SECTION 10. CHANGE OF CONTROL
(a) Effect of Termination. If (i) the employment of the Employee is
terminated by the Company (or successor thereto) without Serious Cause or (ii)
the Employee terminates employment with the Company (or successor thereto) for
Good Reason, within the period commencing on the date that a Change of Control
is formally proposed to the Company's Board of Directors and ending on the
second anniversary of the date on which such Change of Control occurs, then the
Employee will be entitled to receive his then-current base salary provided under
this Agreement for a period of one (1) year from the date of such termination
and in addition, the Employee will be entitled to prompt payment of (A) any
accrued but unpaid salary and vacation, (B) any earned but unpaid bonus from a
prior fiscal year (subject, if applicable, to the terms of any deferred
compensation arrangements), (C) the Company's health benefit plans (with
standard employee payment in an amount not to exceed the payment level
immediately prior to the Change of Control) for the period of one (1) year, and
(D) reimbursement of business expenses incurred prior to the date of
termination.
If any portion of the payments which the Employee has the right to
receive from the Company, or any affiliated entity or successor, hereunder would
constitute "excess parachute payments" (as defined in Section 280G of the
Internal Revenue Code) subject to the excise tax imposed by Section 4999 of the
Internal Revenue Code, such excess parachute payments shall be reduced to the
largest amount that will result in no portion of such excess parachute payments
being subject to the excise tax imposed by Section 4999 of the Internal Revenue
Code.
The Employee will not be entitled to any benefits or other entitlements
under this section unless a Change of Control actually occurs.

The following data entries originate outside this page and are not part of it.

//! Application state and the timer loop.

use std::time::Duration;

use crate::alert::Notifier;
use crate::error::PomodoroError;
use crate::stats::StatsSummary;
use crate::timer::{Clock, SessionController, Snapshot};
use crate::tui::event::{self, Action, PromptChoice};
use crate::tui::input::InputSource;

/// Days of history shown in the stats panel.
const STATS_PANEL_DAYS: usize = 7;

/// Whether the loop keeps going.
#[derive(Debug, Clone, Copy, PartialEq, Eq)]
pub enum Flow {
    /// Keep looping.
    Continue,
    /// Leave the loop.
    Quit,
}

/// Everything the renderer needs for one frame.
#[derive(Debug, Clone, PartialEq)]
pub struct View {
    /// Controller state.
    pub snapshot: Snapshot,
    /// Stats panel contents, present while the panel is shown.
    pub stats: Option<StatsSummary>,
    /// Status message to display.
    pub status: Option<String>,
}

/// Draws frames.
pub trait Renderer {
    /// Draw one frame.
    ///
    /// # Errors
    ///
    /// Returns an error if the terminal cannot be drawn to.
    fn draw(&mut self, view: &View) -> Result<(), PomodoroError>;
}

/// Application state.
pub struct App<C: Clock, N: Notifier> {
    /// The session state machine.
    pub controller: SessionController<C, N>,
    /// Whether the stats panel is shown.
    pub show_stats: bool,
    /// Status message to display.
    pub status: Option<String>,
}

impl<C: Clock, N: Notifier> App<C, N> {
    /// Create a new app around a controller.
    pub const fn new(controller: SessionController<C, N>) -> Self {
        Self {
            controller,
            show_stats: false,
            status: None,
        }
    }

    /// Start the countdown and loop until the operator quits.
    ///
    /// # Errors
    ///
    /// Returns an error if input, drawing, or saving stats fails.
    pub fn run<I, R>(
        &mut self,
        input: &mut I,
        renderer: &mut R,
        poll_interval: Duration,
    ) -> Result<(), PomodoroError>
    where
        I: InputSource,
        R: Renderer,
    {
        self.controller.start();

        while self.step(input, renderer)? == Flow::Continue {
            std::thread::sleep(poll_interval);
        }

        tracing::info!(
            "Quit with {} work sessions completed today",
            self.controller.completed_work_sessions()
        );
        Ok(())
    }

    /// One loop iteration: handle input, advance the clock, draw.
    ///
    /// When the countdown runs out this blocks in the session-end prompt
    /// until the operator picks start or quit.
    ///
    /// # Errors
    ///
    /// Returns an error if input, drawing, or saving stats fails.
    pub fn step<I, R>(&mut self, input: &mut I, renderer: &mut R) -> Result<Flow, PomodoroError>
    where
        I: InputSource,
        R: Renderer,
    {
        if let Some(action) = input.poll_non_blocking()?.and_then(event::action_for) {
            if self.apply(action) == Flow::Quit {
                return Ok(Flow::Quit);
            }
        }

        if self.controller.is_running() && self.controller.tick()?.ended.is_some() {
            return self.session_end(input, renderer);
        }

        renderer.draw(&self.view())?;
        Ok(Flow::Continue)
    }

    /// Apply a timer-screen action.
    pub fn apply(&mut self, action: Action) -> Flow {
        match action {
            Action::TogglePause => {
                let running = self.controller.toggle_pause();
                self.status = (!running).then(|| "Paused - press p to resume".to_string());
            }
            Action::Reset => {
                self.controller.reset();
                self.status = Some(format!("{} session reset", self.controller.current_session()));
            }
            Action::ToggleStats => self.show_stats = !self.show_stats,
            Action::Quit => return Flow::Quit,
        }
        Flow::Continue
    }

    fn session_end<I, R>(&mut self, input: &mut I, renderer: &mut R) -> Result<Flow, PomodoroError>
    where
        I: InputSource,
        R: Renderer,
    {
        loop {
            self.status = Some(self.controller.current_session().announcement().to_string());
            renderer.draw(&self.view())?;

            let key = input.read_blocking()?;
            match event::prompt_choice(key) {
                Some(PromptChoice::Start) => {
                    self.controller.start_next();
                    self.status = None;
                    renderer.draw(&self.view())?;
                    return Ok(Flow::Continue);
                }
                Some(PromptChoice::Skip) => {
                    self.controller.skip()?;
                }
                Some(PromptChoice::Quit) => return Ok(Flow::Quit),
                None => tracing::trace!("Ignoring {key:?} at session-end prompt"),
            }
        }
    }

    /// Build the view for the current state.
    #[must_use]
    pub fn view(&self) -> View {
        let stats = self.show_stats.then(|| {
            StatsSummary::calculate(
                self.controller.daily_stats(),
                self.controller.today(),
                STATS_PANEL_DAYS,
            )
        });

        View {
            snapshot: self.controller.snapshot(),
            stats,
            status: self.status.clone(),
        }
    }
}

#[cfg(test)]
mod tests {
    use super::*;
    use crate::alert::MockNotifier;
    use crate::stats::StatsStore;
    use crate::timer::{ManualClock, SessionDurations, SessionKind};
    use crate::tui::input::{Key, ScriptedInput};
    use chrono::NaiveDate;
    use tempfile::TempDir;

    type TestApp = App<ManualClock, MockNotifier>;

    #[derive(Default)]
    struct RecordingRenderer {
        frames: Vec<View>,
    }

    impl Renderer for RecordingRenderer {
        fn draw(&mut self, view: &View) -> Result<(), PomodoroError> {
            self.frames.push(view.clone());
            Ok(())
        }
    }

    fn setup() -> (TestApp, ManualClock, TempDir) {
        let temp_dir = TempDir::new().unwrap();
        let clock = ManualClock::new(NaiveDate::from_ymd_opt(2024, 1, 1).unwrap());
        let mut notifier = MockNotifier::new();
        notifier.expect_notify().returning(|_| ());

        let controller = SessionController::new(
            SessionDurations::default(),
            StatsStore::open(temp_dir.path().join("stats.json")),
            clock.clone(),
            notifier,
        );
        let mut app = App::new(controller);
        app.controller.start();
        (app, clock, temp_dir)
    }

    #[test]
    fn test_step_ticks_and_draws() {
        let (mut app, clock, _dir) = setup();
        let mut input = ScriptedInput::default();
        let mut renderer = RecordingRenderer::default();

        clock.advance_secs(60);
        assert_eq!(app.step(&mut input, &mut renderer).unwrap(), Flow::Continue);

        assert_eq!(renderer.frames.len(), 1);
        assert_eq!(renderer.frames[0].snapshot.format_remaining(), "24:00");
    }

    #[test]
    fn test_quit_key_leaves_loop() {
        let (mut app, _clock, _dir) = setup();
        let mut input = ScriptedInput::default().poll(Some(Key::Char('q')));
        let mut renderer = RecordingRenderer::default();

        assert_eq!(app.step(&mut input, &mut renderer).unwrap(), Flow::Quit);
        assert!(renderer.frames.is_empty());
    }

    #[test]
    fn test_pause_key_freezes_display() {
        let (mut app, clock, _dir) = setup();
        let mut input = ScriptedInput::default()
            .poll(Some(Key::Char('p')))
            .poll(None)
            .poll(Some(Key::Char('p')));
        let mut renderer = RecordingRenderer::default();

        app.step(&mut input, &mut renderer).unwrap();
        assert!(!app.controller.is_running());
        assert!(app.status.is_some());

        clock.advance_secs(300);
        app.step(&mut input, &mut renderer).unwrap();
        assert_eq!(app.controller.time_remaining(), 1500.0);

        app.step(&mut input, &mut renderer).unwrap();
        assert!(app.controller.is_running());
        assert_eq!(app.controller.time_remaining(), 1500.0);
        assert!(app.status.is_none());
    }

    #[test]
    fn test_reset_and_stats_toggle() {
        let (mut app, clock, _dir) = setup();
        let mut input = ScriptedInput::default()
            .poll(None)
            .poll(Some(Key::Char('r')))
            .poll(Some(Key::Char('s')));
        let mut renderer = RecordingRenderer::default();

        clock.advance_secs(200);
        app.step(&mut input, &mut renderer).unwrap();
        app.step(&mut input, &mut renderer).unwrap();
        assert_eq!(app.controller.time_remaining(), 1500.0);
        assert!(renderer.frames[1].stats.is_none());

        app.step(&mut input, &mut renderer).unwrap();
        assert!(app.show_stats);
        let stats = renderer.frames[2].stats.as_ref().unwrap();
        assert_eq!(stats.recent.len(), STATS_PANEL_DAYS);
    }

    #[test]
    fn test_session_end_start_next() {
        let (mut app, clock, _dir) = setup();
        let mut input = ScriptedInput::default()
            .poll(None)
            .answer(Key::Char('x'))
            .answer(Key::Enter);
        let mut renderer = RecordingRenderer::default();

        clock.advance_secs(1500);
        assert_eq!(app.step(&mut input, &mut renderer).unwrap(), Flow::Continue);

        assert!(input.is_exhausted());
        assert_eq!(app.controller.current_session(), SessionKind::ShortBreak);
        assert!(app.controller.is_running());
        assert!(!app.controller.is_awaiting_next());
        assert_eq!(app.controller.completed_work_sessions(), 1);

        // The prompt was drawn while waiting, once per key read.
        assert!(renderer.frames[0].snapshot.awaiting_next);
        assert!(renderer.frames[1].snapshot.awaiting_next);
        assert!(!renderer.frames.last().unwrap().snapshot.awaiting_next);
    }

    #[test]
    fn test_session_end_skip_then_quit() {
        let (mut app, clock, dir) = setup();
        let mut input = ScriptedInput::default()
            .poll(None)
            .answer(Key::Char('s'))
            .answer(Key::Char('q'));
        let mut renderer = RecordingRenderer::default();

        clock.advance_secs(1500);
        assert_eq!(app.step(&mut input, &mut renderer).unwrap(), Flow::Quit);

        assert_eq!(app.controller.current_session(), SessionKind::Work);
        assert!(!app.controller.is_running());

        // Stats were written at the switch, before the operator quit.
        let contents = std::fs::read_to_string(dir.path().join("stats.json")).unwrap();
        let stats: serde_json::Value = serde_json::from_str(&contents).unwrap();
        assert_eq!(stats, serde_json::json!({"2024-01-01": 1}));
    }

    #[test]
    fn test_four_cycles_through_the_loop() {
        let (mut app, clock, _dir) = setup();
        let mut input = ScriptedInput::default();
        for _ in 0..3 {
            input = input.poll(None).answer(Key::Char('s')).answer(Key::Enter);
        }
        input = input.poll(None).answer(Key::Enter);
        let mut renderer = RecordingRenderer::default();

        for _ in 0..4 {
            clock.advance_secs(1500);
            assert_eq!(app.step(&mut input, &mut renderer).unwrap(), Flow::Continue);
        }

        assert!(input.is_exhausted());
        assert_eq!(app.controller.current_session(), SessionKind::LongBreak);
        assert_eq!(app.controller.completed_work_sessions(), 4);
    }
}
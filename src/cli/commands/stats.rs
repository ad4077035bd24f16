//! Statistics command implementation.
//!
//! Reports completed work sessions per day from the stats file.

use chrono::NaiveDate;
use colored::Colorize;

use crate::cli::args::OutputFormat;
use crate::config::Paths;
use crate::error::PomodoroError;
use crate::output::to_json;
use crate::stats::{render_daily_bars, render_sparkline, DailyStats, StatsStore, StatsSummary};
use crate::timer::{Clock, SystemClock};

/// Width of the longest bar in the daily chart.
const BAR_WIDTH: usize = 30;

/// Execute the stats command.
///
/// # Errors
///
/// Returns an error if JSON output cannot be serialized.
pub fn stats(paths: &Paths, days: usize, format: OutputFormat) -> Result<String, PomodoroError> {
    let stats = StatsStore::load(&paths.stats_file);
    render_stats(&stats, SystemClock.today(), days, format)
}

/// Render a stats report for `days` days ending on `today`.
///
/// # Errors
///
/// Returns an error if JSON output cannot be serialized.
pub fn render_stats(
    stats: &DailyStats,
    today: NaiveDate,
    days: usize,
    format: OutputFormat,
) -> Result<String, PomodoroError> {
    let summary = StatsSummary::calculate(stats, today, days);

    match format {
        OutputFormat::Json => to_json(&summary),
        OutputFormat::Pretty => Ok(render_pretty(&summary)),
    }
}

fn render_pretty(summary: &StatsSummary) -> String {
    let mut output = Vec::new();

    output.push("🍅 POMODORO STATS".bold().to_string());
    output.push("─".repeat(50));
    output.push(format!(
        "  Today: {}  All time: {}",
        summary.today_count.to_string().green(),
        summary.total
    ));
    output.push(format!(
        "  Current streak: {} days  Longest: {} days",
        summary.current_streak.to_string().yellow(),
        summary.longest_streak
    ));
    if let Some(best) = summary.best_day {
        output.push(format!(
            "  Best day: {} on {}",
            summary.best_day_count.to_string().cyan(),
            best.format("%Y-%m-%d")
        ));
    }
    output.push(String::new());

    if summary.recent.is_empty() {
        return output.join("\n");
    }

    output.push(format!("📈 LAST {} DAYS", summary.recent.len()).bold().to_string());
    output.push("─".repeat(50));
    output.push(format!("  {}", render_sparkline(&summary.recent_counts())));
    output.push(String::new());
    for line in render_daily_bars(&summary.recent, BAR_WIDTH).lines() {
        output.push(format!("  {line}"));
    }

    output.join("\n")
}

Any amounts
payable pursuant to this Section 10 shall not duplicate amounts payable under
Section 9 and vice versa.
(b) Change of Control. A "Change of Control" of the Company will be
deemed to have occurred if (i) any "person" (as such term is defined in Section
3(a)(9) and as used in Sections 13(d) and 14(d) of the Securities Exchange Act
of 1934 (the "Exchange Act"), excluding the Company or any of its subsidiaries,
a trustee or any fiduciary holding securities under an employee benefit plan of
the Company or any of its subsidiaries, an underwriter temporarily holding
securities pursuant to an offering of such securities or a corporation owned,
directly or indirectly, by shareholders of the Company in substantially the same
proportion as their ownership of the Company, becomes the "beneficial owner" (as
defined in Rule 13d-3 under the Exchange Act), directly or indirectly, of
securities of the Company representing an increase from less than Twenty Percent
(20%) to Fifty Percent (50%) or more of the combined voting power of the
Company's then outstanding securities ("Voting Securities"); (ii) during any
period of not more than two (2) years, individuals who constitute the Board of
Directors of the Company (the "Board") as of the beginning of the period and any
new director (other than a director designated by a person who has entered into
an
agreement with the Company to effect a transaction described in clause (i) or
(iii) of this sentence) whose election by the Board or nomination for election
by the Company's shareholders was approved by a vote of at least two-thirds
(2/3) of the directors then still in office who either were directors at such
time or whose election or nomination for election was previously so approved,
cease for any reason to constitute a majority thereof; (iii) the stockholders of
the Company approve a merger, consolidation or reorganization or a court of
competent jurisdiction approves a scheme or arrangement of the Company, other
than a merger, consolidation, reorganization or scheme which would result in the
Voting Securities of the Company outstanding immediately prior thereto
continuing to represent (either by remaining outstanding or by being converted
into Voting Securities of the surviving entity) at least Fifty Percent (50%) of
the combined voting power of the Voting Securities of the Company or such
surviving entity outstanding immediately after such merger, consolidation,
reorganization or scheme or arrangement, and such transaction is completed; or
(iv) the stockholders of the Company approve a plan of complete liquidation of
the Company or any agreement for the sale of substantially all of the Company's
assets, and such transaction is completed.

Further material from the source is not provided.